▸ **WHAT IS REQUIRED**: Reproduce, from the lines below, exactly the stretch that begins at the line containing "inputs, so a" and ends at the line containing "let mut entries", both included.

(Records drawn from a dataset)
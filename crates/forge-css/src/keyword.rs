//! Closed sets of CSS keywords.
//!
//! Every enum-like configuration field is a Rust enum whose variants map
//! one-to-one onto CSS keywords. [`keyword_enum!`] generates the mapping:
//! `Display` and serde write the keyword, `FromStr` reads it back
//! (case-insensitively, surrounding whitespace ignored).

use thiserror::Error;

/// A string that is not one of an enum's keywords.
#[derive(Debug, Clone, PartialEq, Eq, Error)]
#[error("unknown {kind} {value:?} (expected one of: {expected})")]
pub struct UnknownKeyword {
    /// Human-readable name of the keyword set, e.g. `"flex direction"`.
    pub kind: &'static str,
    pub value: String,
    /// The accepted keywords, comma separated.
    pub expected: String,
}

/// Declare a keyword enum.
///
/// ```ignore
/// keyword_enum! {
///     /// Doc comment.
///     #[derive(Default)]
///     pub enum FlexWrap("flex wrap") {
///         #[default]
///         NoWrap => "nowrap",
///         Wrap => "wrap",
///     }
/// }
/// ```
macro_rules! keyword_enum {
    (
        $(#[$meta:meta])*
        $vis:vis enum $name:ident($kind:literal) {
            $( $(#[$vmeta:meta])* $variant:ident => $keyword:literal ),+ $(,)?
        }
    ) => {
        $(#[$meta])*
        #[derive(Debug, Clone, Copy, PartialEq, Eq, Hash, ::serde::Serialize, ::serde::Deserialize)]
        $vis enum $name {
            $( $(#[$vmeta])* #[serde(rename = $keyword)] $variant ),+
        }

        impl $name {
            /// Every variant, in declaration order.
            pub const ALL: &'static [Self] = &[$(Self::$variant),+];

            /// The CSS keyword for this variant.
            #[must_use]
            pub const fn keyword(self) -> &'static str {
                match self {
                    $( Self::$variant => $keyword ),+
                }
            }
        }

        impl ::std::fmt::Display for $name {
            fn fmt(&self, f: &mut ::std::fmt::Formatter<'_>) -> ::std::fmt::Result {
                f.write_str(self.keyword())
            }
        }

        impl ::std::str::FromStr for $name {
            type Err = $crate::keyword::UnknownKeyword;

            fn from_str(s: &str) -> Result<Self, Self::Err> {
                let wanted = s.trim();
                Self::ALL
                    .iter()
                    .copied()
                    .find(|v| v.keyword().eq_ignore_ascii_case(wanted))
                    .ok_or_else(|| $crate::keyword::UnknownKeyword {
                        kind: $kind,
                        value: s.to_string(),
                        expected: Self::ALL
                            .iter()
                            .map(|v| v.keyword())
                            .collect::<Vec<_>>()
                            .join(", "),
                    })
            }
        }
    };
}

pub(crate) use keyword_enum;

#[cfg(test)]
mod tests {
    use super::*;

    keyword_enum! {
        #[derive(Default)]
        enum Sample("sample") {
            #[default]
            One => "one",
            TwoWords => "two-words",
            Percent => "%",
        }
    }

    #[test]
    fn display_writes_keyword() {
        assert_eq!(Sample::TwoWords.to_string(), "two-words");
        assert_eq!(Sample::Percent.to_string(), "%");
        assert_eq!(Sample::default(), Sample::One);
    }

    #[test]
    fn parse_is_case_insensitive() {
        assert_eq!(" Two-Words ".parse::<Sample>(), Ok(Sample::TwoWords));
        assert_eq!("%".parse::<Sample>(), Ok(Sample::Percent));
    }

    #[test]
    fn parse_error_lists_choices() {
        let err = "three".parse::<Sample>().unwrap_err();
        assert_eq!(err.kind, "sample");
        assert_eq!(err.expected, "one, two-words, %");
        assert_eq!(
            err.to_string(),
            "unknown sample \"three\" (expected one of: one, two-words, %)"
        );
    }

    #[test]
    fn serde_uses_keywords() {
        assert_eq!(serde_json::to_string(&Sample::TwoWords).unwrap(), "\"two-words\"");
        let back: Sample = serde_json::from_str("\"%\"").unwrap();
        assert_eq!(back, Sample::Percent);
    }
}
...
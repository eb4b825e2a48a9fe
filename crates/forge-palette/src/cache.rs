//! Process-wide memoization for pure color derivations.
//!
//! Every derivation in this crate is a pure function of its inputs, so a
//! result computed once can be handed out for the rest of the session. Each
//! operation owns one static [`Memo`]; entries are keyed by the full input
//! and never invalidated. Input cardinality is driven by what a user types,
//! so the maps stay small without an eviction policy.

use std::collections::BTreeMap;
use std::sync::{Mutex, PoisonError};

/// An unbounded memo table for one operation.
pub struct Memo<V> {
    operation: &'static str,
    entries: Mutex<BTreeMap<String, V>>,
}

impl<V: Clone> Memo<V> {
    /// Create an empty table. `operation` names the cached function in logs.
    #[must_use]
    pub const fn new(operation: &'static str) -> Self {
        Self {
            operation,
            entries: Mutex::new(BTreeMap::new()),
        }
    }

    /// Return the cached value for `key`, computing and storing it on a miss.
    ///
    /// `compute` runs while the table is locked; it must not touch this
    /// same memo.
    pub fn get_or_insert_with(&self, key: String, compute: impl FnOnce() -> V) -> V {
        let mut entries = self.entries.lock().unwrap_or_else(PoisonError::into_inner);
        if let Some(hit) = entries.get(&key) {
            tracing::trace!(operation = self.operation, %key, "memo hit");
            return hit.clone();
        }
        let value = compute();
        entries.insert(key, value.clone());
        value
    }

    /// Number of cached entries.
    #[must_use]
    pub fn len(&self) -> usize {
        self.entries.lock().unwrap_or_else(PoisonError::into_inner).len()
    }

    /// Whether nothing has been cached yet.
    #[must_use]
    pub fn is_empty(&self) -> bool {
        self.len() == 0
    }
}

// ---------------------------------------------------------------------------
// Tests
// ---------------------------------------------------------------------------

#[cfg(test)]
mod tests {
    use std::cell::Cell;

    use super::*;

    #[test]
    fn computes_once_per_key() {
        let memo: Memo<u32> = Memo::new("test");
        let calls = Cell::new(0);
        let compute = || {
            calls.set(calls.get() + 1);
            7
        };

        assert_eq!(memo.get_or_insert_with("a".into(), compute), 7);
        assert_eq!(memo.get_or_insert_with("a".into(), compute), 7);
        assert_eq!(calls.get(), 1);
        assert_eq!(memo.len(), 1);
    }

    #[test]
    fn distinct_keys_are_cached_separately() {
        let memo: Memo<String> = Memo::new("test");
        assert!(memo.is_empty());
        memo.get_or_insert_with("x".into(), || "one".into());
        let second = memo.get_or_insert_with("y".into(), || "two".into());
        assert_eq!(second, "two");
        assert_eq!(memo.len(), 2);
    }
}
* * *
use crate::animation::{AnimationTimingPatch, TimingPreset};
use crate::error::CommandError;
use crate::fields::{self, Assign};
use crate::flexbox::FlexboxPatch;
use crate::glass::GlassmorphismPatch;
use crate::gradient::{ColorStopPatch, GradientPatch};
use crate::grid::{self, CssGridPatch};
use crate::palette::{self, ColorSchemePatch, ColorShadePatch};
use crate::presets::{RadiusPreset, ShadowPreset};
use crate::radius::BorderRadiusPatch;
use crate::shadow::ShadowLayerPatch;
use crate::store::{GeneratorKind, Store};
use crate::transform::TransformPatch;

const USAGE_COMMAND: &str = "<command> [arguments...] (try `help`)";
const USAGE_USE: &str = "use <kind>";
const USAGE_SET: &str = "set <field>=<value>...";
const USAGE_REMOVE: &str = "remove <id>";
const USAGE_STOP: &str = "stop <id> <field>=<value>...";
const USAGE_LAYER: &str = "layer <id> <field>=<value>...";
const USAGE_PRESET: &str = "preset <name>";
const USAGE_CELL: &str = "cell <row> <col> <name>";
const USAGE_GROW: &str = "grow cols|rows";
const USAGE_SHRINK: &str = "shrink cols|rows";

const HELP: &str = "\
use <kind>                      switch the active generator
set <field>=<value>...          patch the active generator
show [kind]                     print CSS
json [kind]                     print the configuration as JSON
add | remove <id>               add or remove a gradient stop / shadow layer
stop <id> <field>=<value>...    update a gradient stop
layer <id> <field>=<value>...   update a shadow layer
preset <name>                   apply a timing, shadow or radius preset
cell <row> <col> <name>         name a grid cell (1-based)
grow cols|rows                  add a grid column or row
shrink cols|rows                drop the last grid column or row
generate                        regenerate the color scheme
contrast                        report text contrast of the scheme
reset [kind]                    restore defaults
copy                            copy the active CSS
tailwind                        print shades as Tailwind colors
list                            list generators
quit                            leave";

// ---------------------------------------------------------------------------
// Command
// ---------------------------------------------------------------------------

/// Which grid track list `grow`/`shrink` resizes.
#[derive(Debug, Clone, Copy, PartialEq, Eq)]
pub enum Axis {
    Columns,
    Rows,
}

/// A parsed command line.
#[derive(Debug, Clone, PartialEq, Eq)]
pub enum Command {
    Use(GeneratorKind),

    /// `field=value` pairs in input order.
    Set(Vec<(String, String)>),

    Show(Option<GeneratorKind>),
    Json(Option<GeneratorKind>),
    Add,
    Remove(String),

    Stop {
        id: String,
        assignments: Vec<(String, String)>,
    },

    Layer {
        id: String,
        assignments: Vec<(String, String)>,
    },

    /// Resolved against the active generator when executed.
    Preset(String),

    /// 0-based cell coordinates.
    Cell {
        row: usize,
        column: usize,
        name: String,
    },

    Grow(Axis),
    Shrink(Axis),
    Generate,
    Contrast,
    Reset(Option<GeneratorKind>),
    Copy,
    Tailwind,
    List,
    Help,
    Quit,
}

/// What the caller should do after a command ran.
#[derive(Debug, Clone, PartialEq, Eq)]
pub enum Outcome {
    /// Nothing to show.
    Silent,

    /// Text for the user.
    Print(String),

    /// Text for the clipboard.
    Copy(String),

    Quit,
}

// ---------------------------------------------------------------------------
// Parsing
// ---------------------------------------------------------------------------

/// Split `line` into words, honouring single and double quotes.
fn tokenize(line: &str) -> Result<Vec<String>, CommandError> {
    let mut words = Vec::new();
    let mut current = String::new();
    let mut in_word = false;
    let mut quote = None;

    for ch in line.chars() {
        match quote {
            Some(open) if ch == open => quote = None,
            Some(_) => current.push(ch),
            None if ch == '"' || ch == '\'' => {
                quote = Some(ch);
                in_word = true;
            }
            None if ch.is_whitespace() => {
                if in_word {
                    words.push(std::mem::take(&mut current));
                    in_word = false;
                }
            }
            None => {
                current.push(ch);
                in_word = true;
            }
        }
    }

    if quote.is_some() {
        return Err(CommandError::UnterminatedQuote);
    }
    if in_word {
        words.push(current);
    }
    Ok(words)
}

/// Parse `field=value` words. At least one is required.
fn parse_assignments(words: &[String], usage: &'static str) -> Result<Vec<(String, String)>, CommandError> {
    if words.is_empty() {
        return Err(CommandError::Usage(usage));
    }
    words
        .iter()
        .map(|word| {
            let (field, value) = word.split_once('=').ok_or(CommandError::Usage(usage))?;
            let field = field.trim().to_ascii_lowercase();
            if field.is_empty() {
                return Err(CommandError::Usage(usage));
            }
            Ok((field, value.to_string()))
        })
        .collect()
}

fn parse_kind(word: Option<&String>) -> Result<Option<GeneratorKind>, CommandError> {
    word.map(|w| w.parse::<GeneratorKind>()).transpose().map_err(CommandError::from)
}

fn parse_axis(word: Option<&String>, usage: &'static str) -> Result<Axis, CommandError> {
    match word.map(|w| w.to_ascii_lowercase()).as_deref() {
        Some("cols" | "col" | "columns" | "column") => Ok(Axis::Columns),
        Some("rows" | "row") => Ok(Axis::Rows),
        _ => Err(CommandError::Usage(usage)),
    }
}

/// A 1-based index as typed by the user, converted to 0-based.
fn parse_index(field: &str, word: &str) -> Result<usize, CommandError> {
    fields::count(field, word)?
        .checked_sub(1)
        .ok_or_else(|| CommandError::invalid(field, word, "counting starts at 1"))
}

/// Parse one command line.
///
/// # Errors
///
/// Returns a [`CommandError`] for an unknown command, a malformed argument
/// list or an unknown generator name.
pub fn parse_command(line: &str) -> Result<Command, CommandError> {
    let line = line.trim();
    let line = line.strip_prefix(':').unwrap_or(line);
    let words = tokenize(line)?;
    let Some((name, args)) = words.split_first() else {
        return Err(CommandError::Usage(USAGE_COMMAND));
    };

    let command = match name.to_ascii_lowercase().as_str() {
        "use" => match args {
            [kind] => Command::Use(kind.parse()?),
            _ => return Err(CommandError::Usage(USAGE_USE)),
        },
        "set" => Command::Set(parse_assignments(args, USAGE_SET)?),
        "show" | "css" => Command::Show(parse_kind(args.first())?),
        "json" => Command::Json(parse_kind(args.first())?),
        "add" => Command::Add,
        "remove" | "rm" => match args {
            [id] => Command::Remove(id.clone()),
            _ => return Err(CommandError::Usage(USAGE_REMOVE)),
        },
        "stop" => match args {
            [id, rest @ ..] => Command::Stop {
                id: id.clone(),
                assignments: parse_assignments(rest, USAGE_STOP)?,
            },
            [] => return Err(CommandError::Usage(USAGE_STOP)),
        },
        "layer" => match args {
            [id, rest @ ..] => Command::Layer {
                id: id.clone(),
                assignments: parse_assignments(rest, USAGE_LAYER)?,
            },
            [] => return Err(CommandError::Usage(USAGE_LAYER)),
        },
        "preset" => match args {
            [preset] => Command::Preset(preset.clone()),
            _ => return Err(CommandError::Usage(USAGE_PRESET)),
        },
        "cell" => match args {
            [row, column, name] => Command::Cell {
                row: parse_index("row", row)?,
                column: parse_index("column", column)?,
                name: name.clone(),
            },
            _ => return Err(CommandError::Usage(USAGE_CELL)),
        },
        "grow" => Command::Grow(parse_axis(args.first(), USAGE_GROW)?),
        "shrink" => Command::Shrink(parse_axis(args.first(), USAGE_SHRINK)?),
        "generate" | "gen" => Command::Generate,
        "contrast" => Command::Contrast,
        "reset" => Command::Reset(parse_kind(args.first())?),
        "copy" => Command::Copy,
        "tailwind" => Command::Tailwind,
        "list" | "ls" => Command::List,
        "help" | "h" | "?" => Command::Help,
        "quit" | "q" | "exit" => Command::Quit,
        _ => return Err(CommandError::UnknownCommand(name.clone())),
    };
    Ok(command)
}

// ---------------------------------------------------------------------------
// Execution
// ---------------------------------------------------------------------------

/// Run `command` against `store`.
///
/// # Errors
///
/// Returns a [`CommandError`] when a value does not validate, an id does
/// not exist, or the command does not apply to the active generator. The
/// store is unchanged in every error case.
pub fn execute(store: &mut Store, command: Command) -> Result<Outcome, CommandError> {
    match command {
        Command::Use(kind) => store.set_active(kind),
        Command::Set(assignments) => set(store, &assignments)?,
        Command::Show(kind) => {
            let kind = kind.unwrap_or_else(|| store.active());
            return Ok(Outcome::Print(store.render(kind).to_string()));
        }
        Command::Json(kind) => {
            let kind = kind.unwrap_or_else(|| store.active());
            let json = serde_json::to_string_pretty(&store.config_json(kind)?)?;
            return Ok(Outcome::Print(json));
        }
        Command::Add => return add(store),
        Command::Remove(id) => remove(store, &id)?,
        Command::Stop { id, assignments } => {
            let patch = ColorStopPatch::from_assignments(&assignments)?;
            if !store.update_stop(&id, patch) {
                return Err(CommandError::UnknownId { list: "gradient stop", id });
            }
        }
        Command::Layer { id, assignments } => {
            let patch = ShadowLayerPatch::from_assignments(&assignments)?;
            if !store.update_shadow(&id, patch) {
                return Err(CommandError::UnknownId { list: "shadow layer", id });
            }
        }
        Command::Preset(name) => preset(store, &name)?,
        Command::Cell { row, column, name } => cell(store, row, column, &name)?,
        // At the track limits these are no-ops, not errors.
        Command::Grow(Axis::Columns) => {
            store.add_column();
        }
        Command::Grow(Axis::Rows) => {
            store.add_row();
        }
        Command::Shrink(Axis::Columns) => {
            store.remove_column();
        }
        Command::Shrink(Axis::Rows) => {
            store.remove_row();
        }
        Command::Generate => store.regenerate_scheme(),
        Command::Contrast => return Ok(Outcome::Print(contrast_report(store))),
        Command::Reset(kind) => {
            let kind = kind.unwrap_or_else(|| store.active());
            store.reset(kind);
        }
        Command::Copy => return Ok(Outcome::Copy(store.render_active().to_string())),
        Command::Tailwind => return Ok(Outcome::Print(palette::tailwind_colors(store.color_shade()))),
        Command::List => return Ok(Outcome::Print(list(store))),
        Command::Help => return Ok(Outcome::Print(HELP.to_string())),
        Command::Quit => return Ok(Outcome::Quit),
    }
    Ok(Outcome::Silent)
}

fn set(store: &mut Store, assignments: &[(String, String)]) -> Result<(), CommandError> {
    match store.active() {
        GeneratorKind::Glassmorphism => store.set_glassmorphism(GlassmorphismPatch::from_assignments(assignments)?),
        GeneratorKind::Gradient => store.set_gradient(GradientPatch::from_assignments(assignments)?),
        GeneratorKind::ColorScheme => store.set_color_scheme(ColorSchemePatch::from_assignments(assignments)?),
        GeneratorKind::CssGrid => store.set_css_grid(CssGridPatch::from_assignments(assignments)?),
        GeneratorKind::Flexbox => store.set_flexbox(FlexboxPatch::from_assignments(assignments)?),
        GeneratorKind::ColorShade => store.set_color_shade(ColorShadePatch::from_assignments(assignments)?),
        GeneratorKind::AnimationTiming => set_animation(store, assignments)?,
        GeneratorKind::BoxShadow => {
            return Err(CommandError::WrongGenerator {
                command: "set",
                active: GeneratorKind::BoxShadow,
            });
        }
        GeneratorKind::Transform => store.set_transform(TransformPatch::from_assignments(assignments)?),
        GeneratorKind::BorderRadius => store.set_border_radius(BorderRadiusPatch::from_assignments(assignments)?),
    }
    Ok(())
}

▸ **SOLUTION TO THIS PROBLEM**:
//! Every derivation in this crate is a pure function of its inputs, so a
//! result computed once can be handed out for the rest of the session. Each
//! operation owns one static [`Memo`]; entries are keyed by the full input
//! and never invalidated. Input cardinality is driven by what a user types,
//! so the maps stay small without an eviction policy.

use std::collections::BTreeMap;
use std::sync::{Mutex, PoisonError};

/// An unbounded memo table for one operation.
pub struct Memo<V> {
    operation: &'static str,
    entries: Mutex<BTreeMap<String, V>>,
}

impl<V: Clone> Memo<V> {
    /// Create an empty table. `operation` names the cached function in logs.
    #[must_use]
    pub const fn new(operation: &'static str) -> Self {
        Self {
            operation,
            entries: Mutex::new(BTreeMap::new()),
        }
    }

    /// Return the cached value for `key`, computing and storing it on a miss.
    ///
    /// `compute` runs while the table is locked; it must not touch this
    /// same memo.
    pub fn get_or_insert_with(&self, key: String, compute: impl FnOnce() -> V) -> V {
        let mut entries = self.entries.lock().unwrap_or_else(PoisonError::into_inner);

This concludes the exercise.